Articles
Making the Best of the Mess We’re In
When God created this beautiful earth that would be our home He surveyed all He had made and pronounced it very good!
It was an ideal world, a place of perfect order and peace. All was well—until the first pair decided to do it their way instead of what their loving Creator had told them.. At that decisive moment our world became deeply infected, and it hasn’t been the same ever since.
If only those made in God’s image had been willing to follow their Maker’s plan, we would know no war, nor crime, nor broken homes—nor the thousand other ills that have invaded God’s once-perfect world.
But invade it they did—and with a vengeance. We can only imagine what an ideal world would be like. In the meantime we must deal with the very flawed one we have.
What is so remarkable about all this is that we’re not the only ones who are having to put up with a sin-cursed earth. God has been doing it from Eden onward.
And He has been doing far more than merely enduring. He actually sent His Son down here—down from heavenly glory into earthly grime.
For a third of a century He was surrounded by the squalor, pettiness, meanness, and general messiness of human life.

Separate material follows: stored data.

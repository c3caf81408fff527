//! Group membership edges (group to user, group to role)

use gatekeeper_core::{CancelToken, EntityId, Role, User};

use crate::reconcile;
use crate::state::OperationOutcome;
use crate::store::{drive, GroupStore};

impl GroupStore {
    /// Add users to a group, then patch the cached group's `users` in place
    pub async fn add_users(
        &self,
        group_id: EntityId,
        user_ids: &[EntityId],
        token: &CancelToken,
    ) -> OperationOutcome<()> {
        let outcome = drive(
            &self.state,
            "add_users_to_group",
            token,
            self.api.add_users_to_group(group_id, user_ids),
            |_, _| {},
        )
        .await;

        if outcome.is_fulfilled() {
            self.patch(group_id, |group| {
                for id in user_ids {
                    reconcile::add_if_absent(&mut group.users, User::reference(*id));
                }
            })
            .await;
        }
        outcome
    }

    pub async fn remove_user(
        &self,
        group_id: EntityId,
        user_id: EntityId,
        token: &CancelToken,
    ) -> OperationOutcome<()> {
        let outcome = drive(
            &self.state,
            "remove_user_from_group",
            token,
            self.api.remove_user_from_group(group_id, user_id),
            |_, _| {},
        )
        .await;

        if outcome.is_fulfilled() {
            self.patch(group_id, |group| {
                reconcile::remove_if_present(&mut group.users, user_id);
            })
            .await;
        }
        outcome
    }

    pub async fn add_role(
        &self,
        group_id: EntityId,
        role_id: EntityId,
        token: &CancelToken,
    ) -> OperationOutcome<()> {
        let outcome = drive(
            &self.state,
            "add_role_to_group",
            token,
            self.api.add_role_to_group(group_id, role_id),
            |_, _| {},
        )
        .await;

        if outcome.is_fulfilled() {
            self.patch(group_id, |group| {
                reconcile::add_if_absent(&mut group.roles, Role::reference(role_id));
            })
            .await;
        }
        outcome
    }

    pub async fn remove_role(
        &self,
        group_id: EntityId,
        role_id: EntityId,
        token: &CancelToken,
    ) -> OperationOutcome<()> {
        let outcome = drive(
            &self.state,
            "remove_role_from_group",
            token,
            self.api.remove_role_from_group(group_id, role_id),
            |_, _| {},
        )
        .await;

        if outcome.is_fulfilled() {
            self.patch(group_id, |group| {
                reconcile::remove_if_present(&mut group.roles, role_id);
            })
            .await;
        }
        outcome
    }
}

#[cfg(test)]
mod tests {
    use super::*;
    use gatekeeper_client::mock::{Reply, ScriptedTransport};
    use gatekeeper_client::IamApi;
    use serde_json::json;
    use std::sync::Arc;

    fn seeded() -> (Arc<ScriptedTransport>, GroupStore) {
        let transport = Arc::new(ScriptedTransport::with_replies([Reply::Json(json!({
            "groups": [{"id": 1, "name": "Ops", "users": [{"id": 2}], "roles": []}]
        }))]));
        let store = GroupStore::new(IamApi::new(transport.clone()));
        (transport, store)
    }

    #[tokio::test]
    async fn adding_members_is_idempotent() {
        let (transport, groups) = seeded();
        let token = CancelToken::never();
        groups.fetch_all(&token).await;

        transport.push(Reply::Json(json!({"message": "Users added"})));
        transport.push(Reply::Json(json!({"message": "Users added"})));
        assert!(groups.add_users(1, &[2, 4], &token).await.is_fulfilled());
        assert!(groups.add_users(1, &[4], &token).await.is_fulfilled());

        let group = groups.find(1).await.expect("group cached");
        let ids: Vec<_> = group.users.iter().map(|u| u.id).collect();
        assert_eq!(ids, vec![2, 4]);
    }

    #[tokio::test]
    async fn failed_removal_leaves_relation_alone() {
        let (transport, groups) = seeded();
        let token = CancelToken::never();
        groups.fetch_all(&token).await;

        transport.push(Reply::Status(404, Some("User not in group".to_string())));
        let outcome = groups.remove_user(1, 2, &token).await;
        assert_eq!(outcome, OperationOutcome::Rejected("User not in group".to_string()));
        assert_eq!(groups.find(1).await.expect("group").users.len(), 1);

        transport.push(Reply::Json(json!({})));
        assert!(groups.remove_user(1, 2, &token).await.is_fulfilled());
        assert!(groups.find(1).await.expect("group").users.is_empty());
    }

    #[tokio::test]
    async fn role_edges_patch_roles() {
        let (transport, groups) = seeded();
        let token = CancelToken::never();
        groups.fetch_all(&token).await;

        transport.push(Reply::Json(json!({})));
        transport.push(Reply::Json(json!({})));
        groups.add_role(1, 7, &token).await;
        groups.remove_role(1, 9, &token).await;

        let roles = groups.find(1).await.expect("group").roles;
        assert_eq!(roles, vec![Role::reference(7)]);
        assert_eq!(transport.requests()[1].body, Some(json!({"roleId": 7})));
    }
}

Nor did Jesus come here merely to observe. He came to do something about it.
But, oh, how it cost Him! Yet even after suffering an execution worthy of a criminal, He still refused to give up on us. Even after being so violently rejected He sent out a message of reconciliation and redemption, starting in the very city that had cast Him out!
Think of it! We have a God who loves us enough to be patient with our slowness to grow, our hesitance to believe His great promises, and our reluctance to let go of our own selfish ways.
And here’s the point: if a perfect God has been so willing to deal with us in our far-from-perfect condition, can’t we, so flawed ourselves, be a little more patient with the imperfections we see in others—especially at home and in God’s family, the church?